Learn how the CARES Act can assist those with student debt.

If you've faced financial strain due to the pandemic—an experience shared by many Americans—your student loan payments might feel overwhelming. On average, these payments total $393 monthly. Fortunately, the federal CARES Act may allow you to temporarily halt payments entirely. This legislation supports most federal student loan borrowers, so here's a breakdown of the help it offers.

CARES Act Support for Student Loan Borrowers

This stimulus package aims to mitigate the economic impact of COVID-19, providing relief to those burdened by student debt. Key provisions of the CARES Act include:

… Suspension of Federal Loan Payments.

The U.S. Department of Education is automatically pausing payments on certain federal student loans until September 30, 2020, with interest rates set at 0%. Your account will be reported positively to credit bureaus. Verify your loan type to check eligibility for these benefits. The following loans qualify:

  • Direct loans (both subsidized and unsubsidized)
  • Federal Family Education Loans (FFEL) owned by the Department of Education
  • Perkins loans held by the Education Department

… Credit Towards Loan Forgiveness.

If you're part of the Public Service Loan Forgiveness program or an income-driven repayment plan, suspended payments will count toward your forgiveness goals.

… Cessation of Collection Activities.

The Department of Education is offering relief to borrowers in default.

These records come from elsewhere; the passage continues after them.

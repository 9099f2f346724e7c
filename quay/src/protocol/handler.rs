use std::sync::Arc;

use tokio::sync::Semaphore;
use tracing::{debug, error, info};

use crate::{
	config::{Config, Limits},
	plugin::Registry,
	policy::{EvaluateError, Evaluator},
};

use super::{Response, SessionRecord, Transaction};

/// Decides on transactions for every connection. Whatever goes wrong while
/// deciding, a [Response] always comes out.
pub struct Handler {
	config: Arc<dyn Config>,
	registry: Arc<Registry>,
	evaluator: Arc<dyn Evaluator>,
	workers: Arc<Semaphore>,
}

impl Handler {
	pub fn new(
		config: Arc<dyn Config>,
		registry: Arc<Registry>,
		evaluator: Arc<dyn Evaluator>,
	) -> Self {
		let workers = Arc::new(Semaphore::new(config.evaluator_workers().max(1)));

		Self {
			config,
			registry,
			evaluator,
			workers,
		}
	}

	pub fn limits(&self) -> Limits {
		self.config.limits()
	}

	pub async fn respond(&self, transaction: Transaction) -> Response {
		let default = self.config.default_action();

		let record = match transaction {
			Transaction::Empty => {
				debug!("replying: {}", default);
				debug!("Session ended");
				return Response::new(default);
			}
			Transaction::Complete(record) => Arc::new(record),
		};

		let action = match self.evaluate(record.clone()).await {
			Ok(Some(action)) if !action.is_empty() => action,
			Ok(_) => default.to_owned(),
			Err(err) => {
				error!(
					"Unexpected error: {}. Fallback to default action: {}",
					err, default
				);
				default.to_owned()
			}
		};

		debug!("Session ended");
		info!(
			"[{}] {}, {}, {}",
			record.value("client_address"),
			record.value("protocol_state"),
			trace(&record),
			action
		);

		Response::new(action)
	}

	/// Runs the evaluator off the async workers so a slow lookup only holds up
	/// the connection waiting on it.
	async fn evaluate(&self, record: Arc<SessionRecord>) -> Result<Option<String>, EvaluateError> {
		let permit = self
			.workers
			.clone()
			.acquire_owned()
			.await
			.map_err(|_| EvaluateError::Unavailable)?;

		let evaluator = self.evaluator.clone();
		let registry = self.registry.clone();

		let task = tokio::task::spawn_blocking(move || {
			let _permit = permit;
			evaluator.evaluate(
				&record,
				registry.plugins(),
				registry.sender_search_attrs(),
				registry.recipient_search_attrs(),
			)
		});

		match task.await {
			Ok(result) => result,
			Err(_) => Err(EvaluateError::Panicked),
		}
	}
}

/// Who sent to whom, for the log line of a finished transaction.
///
/// `sender -> recipient` for unauthenticated senders, `sasl => recipient`
/// when the login sent as itself, and `sasl => sender -> recipient` when it
/// sent as someone else.
pub fn trace(record: &SessionRecord) -> String {
	let sasl = record.value("sasl_username");
	let sender = record.value("sender");
	let recipient = record.value("recipient");

	if sasl.is_empty() {
		format!("{} -> {}", sender, recipient)
	} else if sasl == sender {
		format!("{} => {}", sasl, recipient)
	} else {
		format!("{} => {} -> {}", sasl, sender, recipient)
	}
}
mod config;
mod logging;
mod plugins;

use std::{io, net::SocketAddr, process::ExitCode, sync::Arc};

use config::Config;
use quay::{
	net,
	plugin::Registry,
	policy::PluginChain,
	protocol::Handler,
};
use thiserror::Error;
use tokio::sync::watch;
use tracing::{error, info};

#[tokio::main]
async fn main() -> ExitCode {
	let config = match Config::get() {
		Ok(Some(config)) => config,
		Ok(None) => return ExitCode::SUCCESS,
		Err(err) => {
			eprintln!("{}", err);
			return ExitCode::FAILURE;
		}
	};

	if let Err(err) = logging::initialise(&config.log_level, config.log_file.as_deref()) {
		eprintln!("{}", err);
		return ExitCode::FAILURE;
	}

	match run(config).await {
		Ok(()) => ExitCode::SUCCESS,
		Err(err) => {
			error!("{}", err);
			ExitCode::FAILURE
		}
	}
}

async fn run(config: Config) -> Result<(), RunError> {
	let address = config.socket_address();
	let listener =
		net::bind(address, config.backlog).map_err(|err| RunError::Bind(address, err))?;

	info!(
		"Starting quay (version: {}, backend: {}), listening on {}.",
		env!("CARGO_PKG_VERSION"),
		config.backend,
		address
	);
	info!("Log rotate type: {}.", config.log_rotation);

	let registry = Registry::resolve(
		&config.plugins,
		plugins::BUILTIN_PRIORITIES,
		&config.plugin_priorities,
		&plugins::catalog(),
		config.backend,
	);

	let loaded: Vec<String> = registry
		.plugins()
		.iter()
		.map(|spec| format!("{} ({})", spec.name(), spec.priority()))
		.collect();
	info!("Plugins in order: [{}]", loaded.join(", "));

	let evaluator = Arc::new(PluginChain::new(
		config.backend,
		config.connections.clone(),
	));
	let handler = Arc::new(Handler::new(Arc::new(config), Arc::new(registry), evaluator));

	let (tx, rx) = watch::channel(false);
	let listen_task = tokio::spawn(net::listen(listener, handler, rx));

	shutdown_signal().await.map_err(RunError::Signal)?;

	info!("Received shutdown signal, beginning graceful shutdown...");
	// Receivers only go away once the listener is already done
	let _ = tx.send(true);

	if let Err(err) = listen_task.await {
		error!("Listener ended abnormally: {}", err);
	}

	Ok(())
}

async fn shutdown_signal() -> io::Result<()> {
	use tokio::signal::unix::{signal, SignalKind};

	let mut hangup = signal(SignalKind::hangup())?;
	let mut interrupt = signal(SignalKind::interrupt())?;
	let mut quit = signal(SignalKind::quit())?;
	let mut terminate = signal(SignalKind::terminate())?;

	tokio::select! {
		_ = hangup.recv() => (),
		_ = interrupt.recv() => (),
		_ = quit.recv() => (),
		_ = terminate.recv() => (),
	};

	Ok(())
}

#[derive(Debug, Error)]
enum RunError {
	#[error("failed to listen on {0}: {1}")]
	Bind(SocketAddr, #[source] io::Error),
	#[error("failed to install signal handlers: {0}")]
	Signal(#[source] io::Error),
}
use std::time::Duration;

pub const DEFAULT_ACTION: &str = "DUNNO";

pub trait Config: Send + Sync {
	/// The action sent back when no plugin has an opinion, or when deciding
	/// failed altogether.
	fn default_action(&self) -> &str;

	/// Bounds applied to every connection.
	fn limits(&self) -> Limits {
		Limits::default()
	}

	/// How many evaluator calls may be in flight at once across all
	/// connections.
	fn evaluator_workers(&self) -> usize {
		8
	}
}

#[derive(Clone, Copy, Debug, PartialEq, Eq)]
pub struct Limits {
	/// Longest line we'll buffer while waiting for its newline
	pub max_line_length: usize,
	/// Attribute lines allowed in a single transaction
	pub max_lines: usize,
	/// Close connections that send nothing for this long
	pub idle_timeout: Option<Duration>,
}

impl Default for Limits {
	fn default() -> Self {
		Self {
			max_line_length: 4096,
			max_lines: 1000,
			idle_timeout: Some(Duration::from_secs(300)),
		}
	}
}
use std::{collections::HashMap, sync::Arc};

use super::{Plugin, PluginError};

type Factory = Box<dyn Fn() -> Result<Arc<dyn Plugin>, PluginError> + Send + Sync>;

/// Every plugin compiled into the daemon, by the name configuration refers to
/// it with.
#[derive(Default)]
pub struct Catalog {
	factories: HashMap<String, Factory>,
}

impl Catalog {
	pub fn new() -> Self {
		Self::default()
	}

	/// Make a plugin available under `name`. Registering the same name twice
	/// replaces the earlier factory.
	pub fn register<S, F>(&mut self, name: S, factory: F)
	where
		S: Into<String>,
		F: Fn() -> Result<Arc<dyn Plugin>, PluginError> + Send + Sync + 'static,
	{
		self.factories.insert(name.into(), Box::new(factory));
	}

	pub fn contains(&self, name: &str) -> bool {
		self.factories.contains_key(name)
	}

	pub fn load(&self, name: &str) -> Result<Arc<dyn Plugin>, PluginError> {
		match self.factories.get(name) {
			Some(factory) => factory(),
			None => Err(PluginError::NotFound(name.into())),
		}
	}

	pub fn names(&self) -> Vec<&str> {
		let mut names: Vec<&str> = self.factories.keys().map(|s| s.as_str()).collect();
		names.sort_unstable();
		names
	}
}
//! Decision plugins and the startup-time resolution of which ones run, and
//! in what order.

mod catalog;
mod registry;

use std::{fmt::Debug, sync::Arc};

use thiserror::Error;

use crate::{
	backend::{Backend, Connections},
	protocol::SessionRecord,
};

pub use catalog::Catalog;
pub use registry::{merge, order, Priorities, Registry, BASELINE_SEARCH_ATTR};

/// A unit of decision logic.
pub trait Plugin: Send + Sync {
	fn name(&self) -> &str;

	/// Extra directory attributes this plugin needs when looking up the sender
	fn sender_search_attrs(&self) -> &[&str] {
		&[]
	}

	/// Extra directory attributes this plugin needs when looking up the recipient
	fn recipient_search_attrs(&self) -> &[&str] {
		&[]
	}

	/// Decide on a transaction. `None`, or an action starting with `DUNNO`,
	/// means the plugin has no opinion and the next one gets asked.
	fn restriction(&self, context: &PluginContext<'_>) -> Result<Option<String>, PluginError>;
}

/// Everything a plugin gets to look at while deciding.
pub struct PluginContext<'a> {
	pub record: &'a SessionRecord,
	pub backend: Backend,
	pub connections: &'a Connections,
	pub sender_search_attrs: &'a [String],
	pub recipient_search_attrs: &'a [String],
}

/// A loaded plugin and the priority it was ordered by.
#[derive(Clone)]
pub struct PluginSpec {
	name: String,
	priority: i32,
	plugin: Arc<dyn Plugin>,
}

impl PluginSpec {
	pub fn new<S: Into<String>>(name: S, priority: i32, plugin: Arc<dyn Plugin>) -> Self {
		Self {
			name: name.into(),
			priority,
			plugin,
		}
	}

	pub fn name(&self) -> &str {
		&self.name
	}

	pub fn priority(&self) -> i32 {
		self.priority
	}

	pub fn plugin(&self) -> &dyn Plugin {
		self.plugin.as_ref()
	}
}

impl Debug for PluginSpec {
	fn fmt(&self, f: &mut std::fmt::Formatter<'_>) -> std::fmt::Result {
		f.debug_struct("PluginSpec")
			.field("name", &self.name)
			.field("priority", &self.priority)
			.finish()
	}
}

#[derive(Debug, Error)]
pub enum PluginError {
	#[error("plugin '{0}' does not exist")]
	NotFound(String),
	#[error("{0}")]
	Load(String),
	#[error("{0}")]
	Restriction(String),
}
use std::fmt::Display;

/// The single reply sent back for a transaction.
#[derive(Clone, Debug, PartialEq, Eq)]
pub struct Response {
	action: String,
}

impl Response {
	pub fn new<S: Into<String>>(action: S) -> Self {
		Self {
			action: action.into(),
		}
	}

	pub fn action(&self) -> &str {
		&self.action
	}

	pub fn as_string(&self) -> String {
		// The action line, then the empty line closing the block
		format!("action={}\n\n", self.action)
	}
}

impl Display for Response {
	fn fmt(&self, f: &mut std::fmt::Formatter<'_>) -> std::fmt::Result {
		write!(f, "{}", self.as_string())
	}
}

#[cfg(test)]
mod test {
	use super::*;

	#[test]
	fn wire_format() {
		assert_eq!(Response::new("DUNNO").as_string(), "action=DUNNO\n\n");
		assert_eq!(
			Response::new("REJECT Not authorized").to_string(),
			"action=REJECT Not authorized\n\n"
		);
	}
}
use std::fmt::Display;

use thiserror::Error;

/// The directory or database holding mail accounts and policy data.
#[derive(Clone, Copy, Debug, PartialEq, Eq, Hash)]
pub enum Backend {
	Ldap,
	Mysql,
	Pgsql,
}

impl Backend {
	pub fn as_str(&self) -> &'static str {
		match self {
			Backend::Ldap => "ldap",
			Backend::Mysql => "mysql",
			Backend::Pgsql => "pgsql",
		}
	}

	pub fn is_sql(&self) -> bool {
		matches!(self, Backend::Mysql | Backend::Pgsql)
	}
}

impl Display for Backend {
	fn fmt(&self, f: &mut std::fmt::Formatter<'_>) -> std::fmt::Result {
		write!(f, "{}", self.as_str())
	}
}

impl std::str::FromStr for Backend {
	type Err = ParseBackendError;

	fn from_str(s: &str) -> Result<Self, Self::Err> {
		match s.trim().to_ascii_lowercase().as_str() {
			"ldap" => Ok(Backend::Ldap),
			"mysql" => Ok(Backend::Mysql),
			"pgsql" => Ok(Backend::Pgsql),
			_ => Err(ParseBackendError::Invalid(s.into())),
		}
	}
}

#[derive(Clone, Debug, Error, PartialEq)]
pub enum ParseBackendError {
	#[error("Invalid backend, it must be ldap, mysql or pgsql.")]
	Invalid(String),
}

/// Connection handles shared by every session and handed through to the
/// plugins untouched. Pooling and locking belong to whoever consumes them.
#[derive(Clone, Debug, Default, PartialEq)]
pub struct Connections {
	/// Mail accounts. Always `None` for LDAP, which binds per lookup.
	pub vmail: Option<String>,
	pub amavisd: Option<String>,
	pub iredapd: Option<String>,
}

impl Connections {
	pub fn new(
		backend: Backend,
		vmail: Option<String>,
		amavisd: Option<String>,
		iredapd: Option<String>,
	) -> Self {
		Self {
			vmail: if backend.is_sql() { vmail } else { None },
			amavisd,
			iredapd,
		}
	}
}

#[cfg(test)]
mod test {
	use super::*;

	#[test]
	fn backend_parse() {
		assert_eq!("ldap".parse(), Ok(Backend::Ldap));
		assert_eq!("MySQL".parse(), Ok(Backend::Mysql));
		assert_eq!(" pgsql ".parse(), Ok(Backend::Pgsql));
	}

	#[test]
	fn backend_invalid() {
		let err = "sqlite".parse::<Backend>().unwrap_err();
		assert_eq!(err, ParseBackendError::Invalid("sqlite".into()));
		assert_eq!(
			err.to_string(),
			"Invalid backend, it must be ldap, mysql or pgsql."
		);
	}

	#[test]
	fn ldap_has_no_vmail_handle() {
		let conns = Connections::new(
			Backend::Ldap,
			Some("mysql://vmail".into()),
			Some("mysql://amavisd".into()),
			None,
		);

		assert_eq!(conns.vmail, None);
		assert_eq!(conns.amavisd.as_deref(), Some("mysql://amavisd"));

		let conns = Connections::new(Backend::Pgsql, Some("pgsql://vmail".into()), None, None);
		assert_eq!(conns.vmail.as_deref(), Some("pgsql://vmail"));
	}
}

Until September 30, the agency is stopping involuntary collections on federal student loan debts, including wage garnishments and tax refund offsets.

… Employer Assistance for Student Loan Payments.

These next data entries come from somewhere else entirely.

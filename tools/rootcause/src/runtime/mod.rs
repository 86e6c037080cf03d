use crate::errors::RcaError;
use std::collections::HashMap;
use std::path::{Path, PathBuf};
use std::sync::{Arc, Mutex};
use std::time::{Duration, SystemTime, UNIX_EPOCH};

pub trait Clock: Send + Sync {
    fn now(&self) -> SystemTime;

    fn now_unix_ms(&self) -> i64 {
        self.now()
            .duration_since(UNIX_EPOCH)
            .map(|d| d.as_millis() as i64)
            .unwrap_or(0)
    }
}

pub trait FileSystem: Send + Sync {
    fn read_to_string(&self, path: &Path) -> Result<String, RcaError>;
    fn write_string(&self, path: &Path, contents: &str) -> Result<(), RcaError>;
    fn create_dir_all(&self, path: &Path) -> Result<(), RcaError>;
    fn exists(&self, path: &Path) -> bool;
}

pub trait Terminal: Send + Sync {
    fn write_line(&self, line: &str) -> Result<(), RcaError>;
}

pub struct ProductionClock;

impl Clock for ProductionClock {
    fn now(&self) -> SystemTime {
        SystemTime::now()
    }
}

pub struct ProductionFileSystem;

impl FileSystem for ProductionFileSystem {
    fn read_to_string(&self, path: &Path) -> Result<String, RcaError> {
        std::fs::read_to_string(path).map_err(|e| RcaError::Io(format!("{}: {e}", path.display())))
    }

    fn write_string(&self, path: &Path, contents: &str) -> Result<(), RcaError> {
        std::fs::write(path, contents).map_err(|e| RcaError::Io(format!("{}: {e}", path.display())))
    }

    fn create_dir_all(&self, path: &Path) -> Result<(), RcaError> {
        std::fs::create_dir_all(path).map_err(|e| RcaError::Io(e.to_string()))
    }

    fn exists(&self, path: &Path) -> bool {
        path.exists()
    }
}

pub struct ProductionTerminal;

impl Terminal for ProductionTerminal {
    fn write_line(&self, line: &str) -> Result<(), RcaError> {
        use std::io::Write;
        let mut out = std::io::stdout();
        writeln!(out, "{line}").map_err(|e| RcaError::Io(e.to_string()))
    }
}

pub struct ProductionRuntime {
    pub clock: Arc<dyn Clock>,
    pub file_system: Arc<dyn FileSystem>,
    pub terminal: Arc<dyn Terminal>,
}

impl ProductionRuntime {
    pub fn new() -> Self {
        Self {
            clock: Arc::new(ProductionClock),
            file_system: Arc::new(ProductionFileSystem),
            terminal: Arc::new(ProductionTerminal),
        }
    }
}

impl Default for ProductionRuntime {
    fn default() -> Self {
        Self::new()
    }
}

/// Clock that only moves when told to.
#[derive(Clone)]
pub struct FakeClock {
    now: Arc<Mutex<SystemTime>>,
}

impl FakeClock {
    pub fn new(now: SystemTime) -> Self {
        Self {
            now: Arc::new(Mutex::new(now)),
        }
    }

    pub fn at_unix_ms(ms: u64) -> Self {
        Self::new(UNIX_EPOCH + Duration::from_millis(ms))
    }

    pub fn advance(&self, by: Duration) {
        if let Ok(mut now) = self.now.lock() {
            *now += by;
        }
    }
}

impl Default for FakeClock {
    fn default() -> Self {
        Self::new(UNIX_EPOCH)
    }
}

impl Clock for FakeClock {
    fn now(&self) -> SystemTime {
        self.now.lock().map(|now| *now).unwrap_or(UNIX_EPOCH)
    }
}

#[derive(Default, Clone)]
pub struct FakeFileSystem {
    files: Arc<Mutex<HashMap<PathBuf, String>>>,
    fail_next: Arc<Mutex<Option<RcaError>>>,
}

impl FakeFileSystem {
    pub fn with_file(path: impl Into<PathBuf>, contents: impl Into<String>) -> Self {
        let fs = Self::default();
        if let Ok(mut files) = fs.files.lock() {
            files.insert(path.into(), contents.into());
        }
        fs
    }

    pub fn set_fail_next(&self, error: RcaError) {
        if let Ok(mut slot) = self.fail_next.lock() {
            *slot = Some(error);
        }
    }

    pub fn contents(&self, path: &Path) -> Option<String> {
        self.files.lock().ok()?.get(path).cloned()
    }

    fn maybe_fail(&self) -> Result<(), RcaError> {
        let pending = self.fail_next.lock().ok().and_then(|mut slot| slot.take());
        match pending {
            Some(err) => Err(err),
            None => Ok(()),
        }
    }

    fn files(&self) -> Result<std::sync::MutexGuard<'_, HashMap<PathBuf, String>>, RcaError> {
        self.files
            .lock()
            .map_err(|_| RcaError::Io("fake filesystem lock poisoned".to_string()))
    }
}

impl FileSystem for FakeFileSystem {
    fn read_to_string(&self, path: &Path) -> Result<String, RcaError> {
        self.maybe_fail()?;
        self.files()?
            .get(path)
            .cloned()
            .ok_or_else(|| RcaError::Io(format!("missing file {}", path.display())))
    }

    fn write_string(&self, path: &Path, contents: &str) -> Result<(), RcaError> {
        self.maybe_fail()?;
        self.files()?.insert(path.to_path_buf(), contents.to_string());
        Ok(())
    }

    fn create_dir_all(&self, _path: &Path) -> Result<(), RcaError> {
        self.maybe_fail()
    }

    fn exists(&self, path: &Path) -> bool {
        self.files
            .lock()
            .map(|files| files.contains_key(path))
            .unwrap_or(false)
    }
}

#[derive(Default, Clone)]
pub struct FakeTerminal {
    writes: Arc<Mutex<Vec<String>>>,
}

impl FakeTerminal {
    pub fn written_lines(&self) -> Vec<String> {
        self.writes
            .lock()
            .map(|lines| lines.clone())
            .unwrap_or_default()
    }
}

impl Terminal for FakeTerminal {
    fn write_line(&self, line: &str) -> Result<(), RcaError> {
        self.writes
            .lock()
            .map_err(|_| RcaError::Io("fake terminal lock poisoned".to_string()))?
            .push(line.to_string());
        Ok(())
    }
}

#[cfg(test)]
mod tests {
    use super::{Clock, FakeClock, FakeFileSystem, FileSystem};
    use crate::errors::RcaError;
    use std::path::Path;
    use std::time::Duration;

    #[test]
    fn fake_clock_advances_only_when_told() {
        let clock = FakeClock::at_unix_ms(1_000);
        assert_eq!(clock.now_unix_ms(), 1_000);
        clock.advance(Duration::from_millis(250));
        assert_eq!(clock.now_unix_ms(), 1_250);
    }

    #[test]
    fn fake_filesystem_fails_once_then_recovers() {
        let fs = FakeFileSystem::with_file("/lib.jsonl", "x");
        fs.set_fail_next(RcaError::Io("disk gone".to_string()));
        assert!(fs.read_to_string(Path::new("/lib.jsonl")).is_err());
        assert_eq!(
            fs.read_to_string(Path::new("/lib.jsonl")).expect("second read"),
            "x"
        );
    }
}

Employers can now provide up to $5,250 in tax-free assistance for tuition or student loan payments until December 31. This benefit applies to both federal and private loans, allowing borrowers to benefit without incurring tax liabilities.

… Credit Reporting Protections.

Strong credit is vital for economic recovery. If you enroll in a hardship program due to COVID-19, your lender must report your account as being in good standing to credit bureaus for the duration of the emergency and for 120 days thereafter. Regularly check your credit reports to ensure this is reflected, regardless of loan type.

Limitations of the CARES Act for Borrowers

While the CARES Act offers significant support, some borrowers may still need to make payments during the pandemic.

Nearly 12% of federal loans do not qualify for these protections, including those held by commercial lenders and certain Perkins loans owned by educational institutions. Additionally, borrowers with private loans won't receive the same relief.

Discussions about loan forgiveness were also abandoned before the law's enactment.

If you're struggling to manage your student loan payments, explore options available to maintain your account in good standing during this challenging time. Many loan servicers are ready to assist you.